In the records that follow, the lines from the one containing "fn build_env_filter(level: Level)" to the one containing "for directive in", inclusive, are to be given again exactly.

═══

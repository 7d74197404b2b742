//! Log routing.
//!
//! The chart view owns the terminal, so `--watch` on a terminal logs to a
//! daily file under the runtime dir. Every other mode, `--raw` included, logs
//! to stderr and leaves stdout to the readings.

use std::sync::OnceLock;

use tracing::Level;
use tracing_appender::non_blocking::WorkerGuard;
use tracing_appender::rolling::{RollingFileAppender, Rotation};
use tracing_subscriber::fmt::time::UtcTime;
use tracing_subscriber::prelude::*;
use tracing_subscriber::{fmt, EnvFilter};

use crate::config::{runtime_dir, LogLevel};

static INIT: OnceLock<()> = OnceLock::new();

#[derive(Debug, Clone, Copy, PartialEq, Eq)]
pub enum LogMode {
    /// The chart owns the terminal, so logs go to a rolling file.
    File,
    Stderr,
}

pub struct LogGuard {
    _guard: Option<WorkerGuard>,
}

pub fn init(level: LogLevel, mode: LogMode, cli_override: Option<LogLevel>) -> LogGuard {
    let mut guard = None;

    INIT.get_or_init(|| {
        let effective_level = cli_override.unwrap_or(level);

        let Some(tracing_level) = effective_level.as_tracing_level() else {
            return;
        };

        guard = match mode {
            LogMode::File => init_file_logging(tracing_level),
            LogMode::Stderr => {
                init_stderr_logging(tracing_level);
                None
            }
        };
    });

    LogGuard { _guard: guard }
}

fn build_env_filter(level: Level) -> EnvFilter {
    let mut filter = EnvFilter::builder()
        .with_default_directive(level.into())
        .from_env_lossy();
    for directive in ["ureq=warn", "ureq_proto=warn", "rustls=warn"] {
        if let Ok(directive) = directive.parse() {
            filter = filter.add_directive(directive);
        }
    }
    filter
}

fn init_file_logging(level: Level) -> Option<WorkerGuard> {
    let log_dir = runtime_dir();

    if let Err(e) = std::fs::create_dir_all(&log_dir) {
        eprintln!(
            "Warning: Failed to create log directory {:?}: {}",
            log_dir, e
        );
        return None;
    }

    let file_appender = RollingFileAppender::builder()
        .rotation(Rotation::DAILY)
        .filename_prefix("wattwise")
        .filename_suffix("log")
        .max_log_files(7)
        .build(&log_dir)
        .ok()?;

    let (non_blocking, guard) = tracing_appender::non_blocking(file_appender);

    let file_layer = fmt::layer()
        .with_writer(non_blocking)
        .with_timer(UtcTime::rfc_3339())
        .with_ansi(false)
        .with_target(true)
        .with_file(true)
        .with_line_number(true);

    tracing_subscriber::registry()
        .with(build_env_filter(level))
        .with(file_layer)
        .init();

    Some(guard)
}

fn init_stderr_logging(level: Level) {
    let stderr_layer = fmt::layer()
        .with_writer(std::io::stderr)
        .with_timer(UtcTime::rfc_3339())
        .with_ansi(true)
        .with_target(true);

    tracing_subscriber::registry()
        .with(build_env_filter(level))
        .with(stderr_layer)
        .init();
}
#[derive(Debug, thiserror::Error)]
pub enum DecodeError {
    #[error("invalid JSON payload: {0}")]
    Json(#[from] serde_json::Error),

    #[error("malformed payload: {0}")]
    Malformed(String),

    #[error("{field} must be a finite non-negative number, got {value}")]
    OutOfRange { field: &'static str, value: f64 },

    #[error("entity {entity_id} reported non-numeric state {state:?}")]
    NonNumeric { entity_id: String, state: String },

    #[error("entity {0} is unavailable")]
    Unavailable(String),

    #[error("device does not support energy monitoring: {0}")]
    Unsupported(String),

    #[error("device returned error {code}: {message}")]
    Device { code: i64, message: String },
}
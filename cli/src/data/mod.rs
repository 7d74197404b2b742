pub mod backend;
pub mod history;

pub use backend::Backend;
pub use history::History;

═══

→ Exercise response:
fn build_env_filter(level: Level) -> EnvFilter {
    let mut filter = EnvFilter::builder()
        .with_default_directive(level.into())
        .from_env_lossy();
    for directive in ["ureq=warn", "ureq_proto=warn", "rustls=warn"] {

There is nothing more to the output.